As this report was nearing completion I found myself describing the remarkable lifecycle of the longfin eel to an acquaintance. At the end of a long life, longfin eels leave their freshwater homes to journey for thousands of kilometres north through the Pacific to breed somewhere near Fiji. The eggs hatch into transparent leaf-like larvae which drift on ocean currents all the way back to New Zealand. The larvae turn into tiny ‘glass eels’ and begin to swim up rivers and streams. Glass eels become elvers and these small wriggling slender fish continue to swim upstream in shoals until they find a place to call home. Here they stay and grow for many years until heeding the call to breed. Then an almost magical transformation takes place to prepare them for their great sea journey – their heads become streamlined, their eyes turn blue, their bellies turn silver.

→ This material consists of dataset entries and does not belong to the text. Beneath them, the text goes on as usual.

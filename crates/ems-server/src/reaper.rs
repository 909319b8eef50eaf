//! Background task that permanently deletes expired sessions.
//!
//! Logout only deactivates a session; this task is what eventually
//! removes the row. A crashed or skipped run is harmless — expired
//! sessions are already unusable, and the next tick catches up.

use std::time::Duration;

use ems_core::repository::SessionRepository;
use tokio::sync::watch;
use tokio::task::JoinHandle;
use tracing::{info, warn};

pub const DEFAULT_INTERVAL: Duration = Duration::from_secs(60 * 60);

/// Periodic expired-session deleter.
pub struct SessionReaper<S> {
    sessions: S,
    interval: Duration,
}

impl<S> SessionReaper<S>
where
    S: SessionRepository + Clone + Send + Sync + 'static,
{
    pub fn new(sessions: S) -> Self {
        Self {
            sessions,
            interval: DEFAULT_INTERVAL,
        }
    }

    pub fn with_interval(mut self, interval: Duration) -> Self {
        self.interval = interval;
        self
    }

    /// One reaping pass. Failures are logged and swallowed so a
    /// transient storage error never kills the loop.
    pub async fn run_once(&self) {
        match self.sessions.delete_expired().await {
            Ok(0) => {}
            Ok(removed) => info!(removed, "deleted expired sessions"),
            Err(e) => warn!(error = %e, "session cleanup failed"),
        }
    }

    /// Start the periodic loop on the runtime. The first pass runs
    /// immediately so a restart does not wait a full interval to catch
    /// up on a backlog.
    pub fn spawn(self) -> ReaperHandle {
        let (shutdown_tx, mut shutdown_rx) = watch::channel(false);

        let task = tokio::spawn(async move {
            let mut ticker = tokio::time::interval(self.interval);
            loop {
                tokio::select! {
                    _ = ticker.tick() => self.run_once().await,
                    _ = shutdown_rx.changed() => {
                        info!("session reaper stopping");
                        break;
                    }
                }
            }
        });

        ReaperHandle { shutdown_tx, task }
    }
}

/// Handle for stopping a spawned reaper.
pub struct ReaperHandle {
    shutdown_tx: watch::Sender<bool>,
    task: JoinHandle<()>,
}

impl ReaperHandle {
    /// Signal the loop to stop and wait for it to finish.
    pub async fn shutdown(self) {
        // The receiver is gone only if the task already exited.
        let _ = self.shutdown_tx.send(true);
        let _ = self.task.await;
    }
}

At this point my acquaintance, a recreational fisherman, stopped me aghast. He realised that the giant silver-bellied creature he had once caught in a harbour must have been a longfin eel, and that he had killed it just before it was about to breed after decades of growth. It was an ignominious end for a creature that had likely lived longer than most people, and that belonged to a species that exists nowhere else on earth and is so interwoven with our history.

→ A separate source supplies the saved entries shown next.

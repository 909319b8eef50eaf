//! SurrealDB implementation of [`AttendanceRepository`].
//!
//! Dates are stored as ISO `YYYY-MM-DD` strings; the unique index over
//! (employee_id, date) backs the one-entry-per-day rule.

use chrono::{DateTime, NaiveDate, Utc};
use ems_core::error::EmsResult;
use ems_core::models::attendance::{
    Attendance, AttendanceStatus, CreateAttendance, UpdateAttendance,
};
use ems_core::repository::AttendanceRepository;
use surrealdb::{Connection, Surreal};
use surrealdb_types::SurrealValue;
use uuid::Uuid;

use crate::error::DbError;

const DATE_FORMAT: &str = "%Y-%m-%d";

#[derive(Debug, SurrealValue)]
struct AttendanceRow {
    employee_id: String,
    date: String,
    status: String,
    created_at: DateTime<Utc>,
    updated_at: DateTime<Utc>,
}

#[derive(Debug, SurrealValue)]
struct AttendanceRowWithId {
    record_id: String,
    employee_id: String,
    date: String,
    status: String,
    created_at: DateTime<Utc>,
    updated_at: DateTime<Utc>,
}

fn parse_status(s: &str) -> Result<AttendanceStatus, DbError> {
    match s {
        "Present" => Ok(AttendanceStatus::Present),
        "Absent" => Ok(AttendanceStatus::Absent),
        "Leave" => Ok(AttendanceStatus::Leave),
        other => Err(DbError::decode(
            "attendance",
            format!("unknown status: {other}"),
        )),
    }
}

fn parse_date(s: &str) -> Result<NaiveDate, DbError> {
    NaiveDate::parse_from_str(s, DATE_FORMAT)
        .map_err(|e| DbError::decode("attendance", format!("invalid date: {e}")))
}

impl AttendanceRow {
    fn into_attendance(self, id: Uuid) -> Result<Attendance, DbError> {
        let employee_id = Uuid::parse_str(&self.employee_id)
            .map_err(|e| DbError::decode("attendance", format!("invalid employee UUID: {e}")))?;
        Ok(Attendance {
            id,
            employee_id,
            date: parse_date(&self.date)?,
            status: parse_status(&self.status)?,
            created_at: self.created_at,
            updated_at: self.updated_at,
        })
    }
}

impl AttendanceRowWithId {
    fn try_into_attendance(self) -> Result<Attendance, DbError> {
        let id = Uuid::parse_str(&self.record_id)
            .map_err(|e| DbError::decode("attendance", format!("invalid record UUID: {e}")))?;
        let employee_id = Uuid::parse_str(&self.employee_id)
            .map_err(|e| DbError::decode("attendance", format!("invalid employee UUID: {e}")))?;
        Ok(Attendance {
            id,
            employee_id,
            date: parse_date(&self.date)?,
            status: parse_status(&self.status)?,
            created_at: self.created_at,
            updated_at: self.updated_at,
        })
    }
}

/// SurrealDB implementation of the Attendance repository.
#[derive(Clone)]
pub struct SurrealAttendanceRepository<C: Connection> {
    db: Surreal<C>,
}

impl<C: Connection> SurrealAttendanceRepository<C> {
    pub fn new(db: Surreal<C>) -> Self {
        Self { db }
    }
}

impl<C: Connection> AttendanceRepository for SurrealAttendanceRepository<C> {
    async fn create(&self, input: CreateAttendance) -> EmsResult<Attendance> {
        let id = Uuid::new_v4();
        let id_str = id.to_string();

        let result = self
            .db
            .query(
                "CREATE type::record('attendance', $id) SET \
                 employee_id = $employee_id, \
                 date = $date, \
                 status = $status",
            )
            .bind(("id", id_str.clone()))
            .bind(("employee_id", input.employee_id.to_string()))
            .bind(("date", input.date.format(DATE_FORMAT).to_string()))
            .bind(("status", input.status.as_str().to_string()))
            .await
            .map_err(DbError::from)?;

        let mut result = result
            .check()
            .map_err(|e| DbError::write("attendance", e))?;

        let rows: Vec<AttendanceRow> = result.take(0).map_err(DbError::from)?;
        let row = rows.into_iter().next().ok_or_else(|| DbError::NotFound {
            entity: "attendance".into(),
            id: id_str,
        })?;

        Ok(row.into_attendance(id)?)
    }

    async fn get_by_id(&self, id: Uuid) -> EmsResult<Attendance> {
        let id_str = id.to_string();

        let mut result = self
            .db
            .query("SELECT * FROM type::record('attendance', $id)")
            .bind(("id", id_str.clone()))
            .await
            .map_err(DbError::from)?;

        let rows: Vec<AttendanceRow> = result.take(0).map_err(DbError::from)?;
        let row = rows.into_iter().next().ok_or_else(|| DbError::NotFound {
            entity: "attendance".into(),
            id: id_str,
        })?;

        Ok(row.into_attendance(id)?)
    }

    async fn get_by_employee_and_date(
        &self,
        employee_id: Uuid,
        date: NaiveDate,
    ) -> EmsResult<Attendance> {
        let date_str = date.format(DATE_FORMAT).to_string();

        let mut result = self
            .db
            .query(
                "SELECT meta::id(id) AS record_id, * FROM attendance \
                 WHERE employee_id = $employee_id AND date = $date",
            )
            .bind(("employee_id", employee_id.to_string()))
            .bind(("date", date_str.clone()))
            .await
            .map_err(DbError::from)?;

        let rows: Vec<AttendanceRowWithId> = result.take(0).map_err(DbError::from)?;
        let row = rows.into_iter().next().ok_or_else(|| DbError::NotFound {
            entity: "attendance".into(),
            id: format!("employee={employee_id} date={date_str}"),
        })?;

        Ok(row.try_into_attendance()?)
    }

    async fn list(&self) -> EmsResult<Vec<Attendance>> {
        let mut result = self
            .db
            .query(
                "SELECT meta::id(id) AS record_id, * FROM attendance \
                 ORDER BY date ASC",
            )
            .await
            .map_err(DbError::from)?;

        let rows: Vec<AttendanceRowWithId> = result.take(0).map_err(DbError::from)?;
        let items = rows
            .into_iter()
            .map(|row| row.try_into_attendance())
            .collect::<Result<Vec<_>, DbError>>()?;

        Ok(items)
    }

    async fn list_by_employee(&self, employee_id: Uuid) -> EmsResult<Vec<Attendance>> {
        let mut result = self
            .db
            .query(
                "SELECT meta::id(id) AS record_id, * FROM attendance \
                 WHERE employee_id = $employee_id \
                 ORDER BY date ASC",
            )
            .bind(("employee_id", employee_id.to_string()))
            .await
            .map_err(DbError::from)?;

        let rows: Vec<AttendanceRowWithId> = result.take(0).map_err(DbError::from)?;
        let items = rows
            .into_iter()
            .map(|row| row.try_into_attendance())
            .collect::<Result<Vec<_>, DbError>>()?;

        Ok(items)
    }

    async fn update(&self, id: Uuid, input: UpdateAttendance) -> EmsResult<Attendance> {
        let id_str = id.to_string();

        let mut sets = Vec::new();
        if input.date.is_some() {
            sets.push("date = $date");
        }
        if input.status.is_some() {
            sets.push("status = $status");
        }
        sets.push("updated_at = time::now()");

        let query = format!(
            "UPDATE type::record('attendance', $id) SET {}",
            sets.join(", ")
        );

        let mut builder = self.db.query(&query).bind(("id", id_str.clone()));

        if let Some(date) = input.date {
            builder = builder.bind(("date", date.format(DATE_FORMAT).to_string()));
        }
        if let Some(status) = input.status {
            builder = builder.bind(("status", status.as_str().to_string()));
        }

        let result = builder.await.map_err(DbError::from)?;
        let mut result = result
            .check()
            .map_err(|e| DbError::write("attendance", e))?;

        let rows: Vec<AttendanceRow> = result.take(0).map_err(DbError::from)?;
        let row = rows.into_iter().next().ok_or_else(|| DbError::NotFound {
            entity: "attendance".into(),
            id: id_str,
        })?;

        Ok(row.into_attendance(id)?)
    }

    async fn delete(&self, id: Uuid) -> EmsResult<()> {
        let id_str = id.to_string();

        self.get_by_id(id).await?;

        self.db
            .query("DELETE type::record('attendance', $id)")
            .bind(("id", id_str))
            .await
            .map_err(DbError::from)?;

        Ok(())
    }
}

The first Polynesians to arrive in New Zealand must have been astounded to find themselves dwarfed by moa. But lurking in the depths were more giants – snakelike fish they called tuna that would grow to the width of a man’s thigh, up to two meters long, and live as long as a hundred years. Eels became an important food source for Māori, but it was a relationship that extended beyond nourishment to respect, and even reverence. Over time they were even thought of as protectors or guardians.